Filter the lines below, keeping each one that holds "known".

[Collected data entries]
· · · · ·

use std::collections::HashSet;
use std::fs;
use std::path::{Path, PathBuf};

use anyhow::{Context, Result};
use chrono::Utc;
use clap::{Args, Parser, Subcommand};
use tracing_subscriber::EnvFilter;

use eotrack_client::{AnthropicSummarizer, FeedScraper, ReqwestFetcher};
use eotrack_core::pipeline::PipelineService;
use eotrack_core::publish::{self, PublishOutcome};
use eotrack_core::quality::QualityReport;
use eotrack_core::summarize::SummarizeService;
use eotrack_core::traits::{DatasetStore, Summarizer};
use eotrack_core::{AppError, Snapshot};
use eotrack_store::{CsvDatasetStore, CsvSnapshotStore, PublicCsvTarget};

const DEFAULT_DATA_FILE: &str = "data/presidential_actions_with_content.csv";
const DEFAULT_OUTPUT_DIR: &str = "output";
const DEFAULT_PUBLIC_FILE: &str = "public/executive_orders_latest.csv";
const DEFAULT_NOTIFY_FILE: &str = "output/notification.json";
const DEFAULT_REPORT_FILE: &str = "output/quality_report.txt";
const DEFAULT_API_BASE_URL: &str = "https://api.anthropic.com/v1";

#[derive(Parser)]
#[command(name = "eotrack", version, about = "Executive order tracking pipeline")]
struct Cli {
    #[command(subcommand)]
    command: Commands,
}

#[derive(Subcommand)]
enum Commands {
    /// Run the full pipeline: fetch, quality-gate, commit, summarize, publish
    Run(RunArgs),

    /// Run the data quality checks against a dataset file
    Check {
        /// Dataset CSV to check
        #[arg(short, long, default_value = DEFAULT_DATA_FILE)]
        file: PathBuf,

        /// Where the report artifact is written
        #[arg(long, default_value = DEFAULT_REPORT_FILE)]
        report_file: PathBuf,
    },

    /// Summarize executive orders not present in the previous snapshot
    Summarize {
        /// Input raw dataset CSV
        #[arg(long)]
        input: PathBuf,

        /// Previously summarized snapshot CSV; omit to process everything
        #[arg(long)]
        previous: Option<PathBuf>,

        /// Directory to write the new snapshot into
        #[arg(long, default_value = DEFAULT_OUTPUT_DIR)]
        output_dir: PathBuf,

        /// Anthropic API key
        #[arg(long, env = "EOTRACK_API_KEY")]
        api_key: String,

        /// Anthropic-compatible API base URL
        #[arg(long, env = "EOTRACK_BASE_URL", default_value = DEFAULT_API_BASE_URL)]
        base_url: String,

        /// Model override
        #[arg(long, env = "EOTRACK_MODEL")]
        model: Option<String>,
    },

    /// Copy the latest snapshot to the public path and emit the delta
    Publish {
        /// Directory holding snapshot artifacts
        #[arg(long, default_value = DEFAULT_OUTPUT_DIR)]
        output_dir: PathBuf,

        /// Fixed public path read by the presentation layer
        #[arg(long, default_value = DEFAULT_PUBLIC_FILE)]
        public_file: PathBuf,

        /// Where the notification payload is written when there is a delta
        #[arg(long, default_value = DEFAULT_NOTIFY_FILE)]
        notify_file: PathBuf,
    },
}

#[derive(Args)]
struct RunArgs {
    /// Raw dataset CSV path
    #[arg(long, env = "EOTRACK_DATA_FILE", default_value = DEFAULT_DATA_FILE)]
    data_file: PathBuf,

    /// Directory for snapshot artifacts
    #[arg(long, env = "EOTRACK_OUTPUT_DIR", default_value = DEFAULT_OUTPUT_DIR)]
    output_dir: PathBuf,

    /// Fixed public path read by the presentation layer
    #[arg(long, env = "EOTRACK_PUBLIC_FILE", default_value = DEFAULT_PUBLIC_FILE)]
    public_file: PathBuf,

    /// Where the notification payload is written when there is a delta
    #[arg(long, env = "EOTRACK_NOTIFY_FILE", default_value = DEFAULT_NOTIFY_FILE)]
    notify_file: PathBuf,

    /// Where the quality report artifact is written
    #[arg(long, env = "EOTRACK_REPORT_FILE", default_value = DEFAULT_REPORT_FILE)]
    report_file: PathBuf,

    /// Listing URL of the tracked feed
    #[arg(long, env = "EOTRACK_FEED_URL", default_value = eotrack_client::scrape::BASE_URL)]
    feed_url: String,

    /// Anthropic API key
    #[arg(long, env = "EOTRACK_API_KEY")]
    api_key: String,

    /// Anthropic-compatible API base URL
    #[arg(long, env = "EOTRACK_BASE_URL", default_value = DEFAULT_API_BASE_URL)]
    base_url: String,

    /// Model override (defaults to the client's pinned model)
    #[arg(long, env = "EOTRACK_MODEL")]
    model: Option<String>,
}

#[tokio::main]
async fn main() -> Result<()> {
    // Load .env if present
    let _ = dotenvy::dotenv();

    // Setup tracing. Stdout is reserved for contract lines, so logs go
    // to stderr.
    tracing_subscriber::fmt()
        .with_env_filter(EnvFilter::from_default_env().add_directive("eotrack=info".parse()?))
        .with_target(false)
        .with_writer(std::io::stderr)
        .init();

    let cli = Cli::parse();

    match cli.command {
        Commands::Run(args) => {
            cmd_run(&args).await?;
        }
        Commands::Check { file, report_file } => {
            let passed = cmd_check(&file, &report_file)?;
            if !passed {
                // A failed gate is a reportable outcome, not a crash.
                std::process::exit(1);
            }
        }
        Commands::Summarize {
            input,
            previous,
            output_dir,
            api_key,
            base_url,
            model,
        } => {
            let summarizer = build_summarizer(&api_key, &base_url, model.as_deref())?;
            cmd_summarize(&input, previous.as_deref(), &output_dir, summarizer).await?;
        }
        Commands::Publish {
            output_dir,
            public_file,
            notify_file,
        } => {
            cmd_publish(&output_dir, &public_file, &notify_file)?;
        }
    }

    Ok(())
}

fn build_summarizer(
    api_key: &str,
    base_url: &str,
    model: Option<&str>,
) -> Result<AnthropicSummarizer> {
    let summarizer = AnthropicSummarizer::with_base_url(api_key, base_url)
        .map_err(|e| anyhow::anyhow!(e))?;
    Ok(match model {
        Some(model) => summarizer.with_model(model),
        None => summarizer,
    })
}

async fn cmd_run(args: &RunArgs) -> Result<()> {
    let dataset = CsvDatasetStore::new(&args.data_file);
    let snapshots = CsvSnapshotStore::new(&args.output_dir);
    let public = PublicCsvTarget::new(&args.public_file);

    // 1. Fetch candidates, skipping links already persisted.
    let known: HashSet<String> = dataset
        .load()
        .map_err(|e| anyhow::anyhow!(e))?
        .records
        .iter()
        .filter_map(|r| r.key().map(str::to_string))
        .collect();

    let fetcher = ReqwestFetcher::new().map_err(|e| anyhow::anyhow!(e))?;
    let scraper = FeedScraper::new(fetcher).with_base_url(args.feed_url.as_str());
    let candidates = scraper
        .collect(&known)
        .await
        .map_err(|e| anyhow::anyhow!(e))?;

    // 2-6. Merge, gate, commit, summarize, publish.
    let summarizer = build_summarizer(&args.api_key, &args.base_url, args.model.as_deref())?;
    let pipeline = PipelineService::new(
        dataset,
        snapshots,
        public,
        SummarizeService::new(summarizer),
    );
    let report = pipeline
        .run(candidates, Utc::now())
        .await
        .map_err(|e| anyhow::anyhow!(e))?;

    write_report_artifact(&report.quality, &args.report_file)?;

    if !report.gate_passed() {
        eprintln!("{}", report.quality.render());
        std::process::exit(1);
    }

    if let Some(summarize) = &report.summarize {
        println!("{}", summarize.status_line());
    }
    if let Some(publish) = &report.publish {
        write_notification(publish, &args.notify_file)?;
    }
    if let Some(error) = &report.publish_error {
        eprintln!("Publish step failed: {error}");
        std::process::exit(1);
    }

    Ok(())
}

/// Runs the five quality checks, always writing the report artifact.
/// Returns whether the gate passed.
fn cmd_check(file: &Path, report_file: &Path) -> Result<bool> {
    let store = CsvDatasetStore::new(file);
    let loaded = store.load().map_err(|e| anyhow::anyhow!(e))?;

    let report = QualityReport::evaluate(&loaded.records, Utc::now().date_naive());
    write_report_artifact(&report, report_file)?;
    eprintln!("{}", report.render());

    Ok(report.gate_passes())
}

async fn cmd_summarize<M: Summarizer>(
    input: &Path,
    previous: Option<&Path>,
    output_dir: &Path,
    summarizer: M,
) -> Result<()> {
    let dataset = CsvDatasetStore::new(input)
        .load()
        .map_err(|e| anyhow::anyhow!(e))?;
    let store = CsvSnapshotStore::new(output_dir);

    let previous = match previous {
        Some(path) => Some(Snapshot {
            path: path.to_path_buf(),
            records: store.read(path).map_err(|e| anyhow::anyhow!(e))?,
        }),
        None => None,
    };

    let service = SummarizeService::new(summarizer);
    let outcome = service
        .run(&dataset.records, previous.as_ref(), &store, Utc::now())
        .await
        .map_err(|e| anyhow::anyhow!(e))?;

    println!("{}", outcome.status_line());
    tracing::info!(
        snapshot = %outcome.snapshot_path.display(),
        total = outcome.total_records,
        summarized = outcome.summarized,
        skipped = outcome.skipped,
        "Summarization complete"
    );
    Ok(())
}

fn cmd_publish(output_dir: &Path, public_file: &Path, notify_file: &Path) -> Result<()> {
    let snapshots = CsvSnapshotStore::new(output_dir);
    let target = PublicCsvTarget::new(public_file);

    let outcome = match publish::publish(&snapshots, &target) {
        Ok(outcome) => outcome,
        Err(AppError::NoSnapshot) => {
            anyhow::bail!("no snapshot exists in {}; run summarize first", output_dir.display());
        }
        Err(e) => return Err(anyhow::anyhow!(e)),
    };

    write_notification(&outcome, notify_file)?;
    Ok(())
}

fn write_report_artifact(report: &QualityReport, path: &Path) -> Result<()> {
    if let Some(parent) = path.parent().filter(|p| !p.as_os_str().is_empty()) {
        fs::create_dir_all(parent)?;
    }
    fs::write(path, report.render())
        .with_context(|| format!("Failed to write quality report to {}", path.display()))?;
    tracing::info!(path = %path.display(), "Wrote quality report");
    Ok(())
}

/// Write the notification payload when the delta is non-empty; an empty
/// delta emits no notification.
fn write_notification(outcome: &PublishOutcome, path: &Path) -> Result<()> {
    let Some(payload) = outcome.notification() else {
        tracing::info!("No newly published records; skipping notification");
        return Ok(());
    };

    if let Some(parent) = path.parent().filter(|p| !p.as_os_str().is_empty()) {
        fs::create_dir_all(parent)?;
    }
    fs::write(path, serde_json::to_string_pretty(&payload)?)
        .with_context(|| format!("Failed to write notification to {}", path.display()))?;
    tracing::info!(
        path = %path.display(),
        new_records = payload.new_eos.len(),
        "Wrote notification payload"
    );
    Ok(())
}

· · · · ·

OUTPUT BELOW:
    let known: HashSet<String> = dataset
        .collect(&known)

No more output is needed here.